Klimareporter°: Herr Meyer, Deutschland gehörte 2018 erstmals zu den drei Staaten, die am stärksten von Hitzewelle, Dürren und Stürmen betroffen waren. Das zeigt der Klima-Risiko-Index, den Germanwatch auf dem Klimagipfel in Madrid vorgelegt hat. Das ist ein gutes Argument, um die deutsche Klimapolitik nachzuschärfen, oder?

Tim Meyer: Seit Jahren gibt es viele gute Argumente, die deutsche Klimapolitik nicht nur nachzuschärfen, sondern offensiv voranzutreiben.

Dass die Auswirkungen des Klimawandels nun immer stärker auch hierzulande ankommen und von vielen Menschen deutlicher wahrgenommen werden, kann aber tatsächlich helfen, die Dringlichkeit zu unterstreichen.

Gleichzeitig müssen wir uns im Klaren sein, dass bei vielen Menschen mehr Wissen über den Klimawandel und mögliche Lösungswege nicht automatisch zu mehr Handeln führt. Zu unbedeutend scheint vielen ihr eigener Beitrag oder zu lähmend die Größe des Problems.

Hier ist die Politik in der Pflicht, nötige Weichenstellungen vorzunehmen, Änderungen anzureizen und positiv zu begleiten. Und wir müssen Wege finden, die Modernisierung unserer Infrastruktur und Lebensweise bei den Leuten als Chance und als positive Veränderung auch für das eigene Leben spürbar zu machen.

Das umstrittene Klimapaket der großen Koalition ist im Bundesrat teilweise durchgefallen. Am morgigen Montag trifft sich erstmals der Vermittlungsausschuss, um Nachbesserungen auszuhandeln. Welche Änderungen wären am sinnvollsten?

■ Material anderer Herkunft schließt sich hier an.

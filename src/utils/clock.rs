//! Monotonic clock helpers.
//!
//! All event timestamps in this crate are taken from [`CLOCK_MONOTONIC`](libc::CLOCK_MONOTONIC),
//! matching what the input backend reports for its own events.

use std::{cmp::Ordering, marker::PhantomData, mem::MaybeUninit, time::Duration};

/// Marker for clock sources that never return a negative [`Time`]
pub trait NonNegativeClockSource: ClockSource {}

/// Monotonic clock
#[derive(Debug)]
pub struct Monotonic;

impl ClockSource for Monotonic {
    fn id() -> libc::clockid_t {
        libc::CLOCK_MONOTONIC
    }
}

impl NonNegativeClockSource for Monotonic {}

/// Id for a clock according to unix clockid_t
pub trait ClockSource {
    /// Gets the id of the clock source
    fn id() -> libc::clockid_t;
}

/// Defines a clock with a specific kind
#[derive(Debug)]
pub struct Clock<Kind> {
    clk_id: libc::clockid_t,
    _kind: PhantomData<Kind>,
}

impl<Kind: ClockSource> Clock<Kind> {
    /// Initialize a new clock
    pub fn new() -> Self {
        Clock {
            clk_id: Kind::id(),
            _kind: PhantomData,
        }
    }

    /// Returns the current time
    pub fn now(&self) -> Time<Kind> {
        clock_get_time(self.clk_id)
            .expect("failed to get clock time")
            .into()
    }

    /// Gets the id of the clock
    pub fn id(&self) -> libc::clockid_t {
        Kind::id()
    }
}

impl<Kind: ClockSource> Default for Clock<Kind> {
    fn default() -> Self {
        Self::new()
    }
}

/// A point in time for a clock with a specific kind
pub struct Time<Kind> {
    tp: libc::timespec,
    _kind: PhantomData<Kind>,
}

impl<Kind> Time<Kind> {
    /// Gets the duration between self and a later time
    pub fn duration_since(&self, later: Time<Kind>) -> Duration {
        saturating_sub_timespec(later.tp, self.tp).unwrap_or(Duration::ZERO)
    }

    /// This time expressed in whole microseconds since the clock epoch
    pub fn as_micros(&self) -> u64 {
        self.tp.tv_sec as u64 * 1_000_000 + self.tp.tv_nsec as u64 / 1_000
    }

    /// This time expressed in nanoseconds since the clock epoch
    pub fn as_nanos(&self) -> u64 {
        self.tp.tv_sec as u64 * 1_000_000_000 + self.tp.tv_nsec as u64
    }
}

impl<Kind> Clone for Time<Kind> {
    fn clone(&self) -> Self {
        *self
    }
}

impl<Kind> Copy for Time<Kind> {}

impl<Kind: NonNegativeClockSource> From<Time<Kind>> for Duration {
    fn from(time: Time<Kind>) -> Self {
        Duration::new(time.tp.tv_sec as u64, time.tp.tv_nsec as u32)
    }
}

impl<Kind> std::fmt::Debug for Time<Kind> {
    fn fmt(&self, f: &mut std::fmt::Formatter<'_>) -> std::fmt::Result {
        f.debug_struct("Time").field("tp", &self.tp).finish()
    }
}

impl<Kind> PartialEq for Time<Kind> {
    fn eq(&self, other: &Self) -> bool {
        self.tp == other.tp
    }
}

impl<Kind> Eq for Time<Kind> {}

impl<Kind> PartialOrd for Time<Kind> {
    fn partial_cmp(&self, other: &Self) -> Option<std::cmp::Ordering> {
        Some(self.cmp(other))
    }
}

impl<Kind> Ord for Time<Kind> {
    fn cmp(&self, other: &Self) -> std::cmp::Ordering {
        let tv_sec = self.tp.tv_sec.cmp(&other.tp.tv_sec);

        if tv_sec == Ordering::Equal {
            self.tp.tv_nsec.cmp(&other.tp.tv_nsec)
        } else {
            tv_sec
        }
    }
}

impl<Kind: NonNegativeClockSource> From<Duration> for Time<Kind> {
    fn from(tp: Duration) -> Self {
        let tp = libc::timespec {
            tv_sec: tp.as_secs() as libc::time_t,
            tv_nsec: tp.subsec_nanos() as libc::c_long,
        };
        Time {
            tp,
            _kind: PhantomData,
        }
    }
}

impl<Kind> From<libc::timespec> for Time<Kind> {
    fn from(tp: libc::timespec) -> Self {
        Time {
            tp,
            _kind: PhantomData,
        }
    }
}

const NANOS_PER_SEC: libc::c_long = 1_000_000_000;

fn saturating_sub_timespec(lhs: libc::timespec, rhs: libc::timespec) -> Option<Duration> {
    if let Some(mut secs) = lhs.tv_sec.checked_sub(rhs.tv_sec) {
        let nanos = if lhs.tv_nsec >= rhs.tv_nsec {
            lhs.tv_nsec - rhs.tv_nsec
        } else if let Some(sub_secs) = secs.checked_sub(1) {
            secs = sub_secs;
            lhs.tv_nsec + NANOS_PER_SEC - rhs.tv_nsec
        } else {
            return None;
        };
        debug_assert!(nanos < NANOS_PER_SEC);
        Some(Duration::new(secs as u64, nanos as u32))
    } else {
        None
    }
}

fn clock_get_time(clk_id: libc::clockid_t) -> Result<libc::timespec, std::io::Error> {
    let mut tp = MaybeUninit::zeroed();
    unsafe {
        let res = libc::clock_gettime(clk_id, tp.as_mut_ptr());

        if res < 0 {
            return Err(std::io::Error::last_os_error());
        }

        Ok(tp.assume_init())
    }
}

#[cfg(test)]
mod test {
    use std::time::Duration;

    use super::{Clock, Monotonic, Time};

    #[test]
    fn monotonic() {
        let clock_source: Clock<Monotonic> = Clock::new();
        let now = clock_source.now();
        let zero = Time::<Monotonic>::from(Duration::ZERO);
        assert_eq!(zero.duration_since(now), now.into());
    }

    #[test]
    fn micros_match_nanos() {
        let time = Time::<Monotonic>::from(Duration::new(3, 500_700_000));
        assert_eq!(time.as_micros(), 3_500_700);
        assert_eq!(time.as_nanos(), 3_500_700_000);
    }
}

Ein ganz neues Klimapaket zu verhandeln. Auch wenn das nicht passieren wird.

Ihr Unternehmen Naturstrom hat einen Leitfaden veröffentlicht, wie Bürger auch ohne Eigenheim gemeinsam Solarprojekte realisieren können. Gibt es hier denn Potenziale?

Wir arbeiten seit vielen Jahren gemeinsam mit Menschen vor Ort an der Energiewende. In Genossenschaften, Vereinen oder auch spontan finden sich überall Bürgerinnen und Bürger zusammen, die die Notwendigkeit sehen und Spaß daran haben, Projekte anzuschieben und umzusetzen.

Photovoltaik eignet sich dafür besonders gut, weil sie überall und schon in sehr kleinen Projekten genutzt werden kann. Aber auch ein Solarprojekt zu entwickeln braucht Wissen und Erfahrung, um möglichst viel Erfolg und wenig Frust zu erzeugen. Das soll unser Leitfaden unterstützen.

Dabei ist das Potenzial für gemeinschaftliche Anlagen wirklich riesig: Jede und jeder kennt irgendeinen Gebäudeeigentümer – ob von Supermarkt, Bürogebäude oder Gewerbehalle. Von sich aus kommen viele Eigentümer nicht auf die Idee, ihr Dach für Photovoltaik zu nutzen, oder haben einfach andere Prioritäten. Fremde Investoren prallen da oft ab.

Aber für eine engagierte Gruppe vor Ort, die eine gute gemeinschaftliche Sache vorantreiben will und die dann auch noch positive Erwähnung in der lokalen Presse findet, sind die Ohren viel offener. Unser Leitfaden gibt Hilfestellung, wie diese bislang oft theoretischen Möglichkeiten in die Praxis umgesetzt werden können.

Und was war Ihre Überraschung der Woche?

Dass die SPD-Basis mit der Wahl ihres neuen Parteivorstandes ein so deutliches Signal für Veränderung gesetzt hat. Natürlich bleibt abzuwarten, wie Partei, Fraktion und Regierung mit dieser neuen, durchaus herausfordernden Konstellation umgehen.

Die Debatten um den Leitantrag zum Parteitag machen die nach wie vor vorhandenen Beharrungskräfte deutlich. Mit Blick auf die Klimapolitik der Bundesregierung ist aber jeder Impuls für eine wirklich zukunftsorientierte Veränderung wichtig.

Gerade für die Sozialdemokraten könnte dabei die vornehmste Aufgabe darin bestehen, die Härten, die anspruchsvoller Klimaschutz für einige mit sich bringen wird, durch eine kluge und gerechte Wirtschafts-, Steuer- und Sozialpolitik zu begleiten. So ließe sich moderne Energiepolitik mit progressiver Gesellschaftspolitik verbinden.

Die Mutlosigkeit in diesen Politikfeldern schlägt gerade auch auf die Klimaschutzbemühungen durch. Denn wenn man jeglichen spürbaren Einschnitt oder jede Veränderung im Alltagsleben durch die Klimapolitik vermeiden möchte, dann können zwangsläufig keine wirkungsvollen Maßnahmen dabei herauskommen.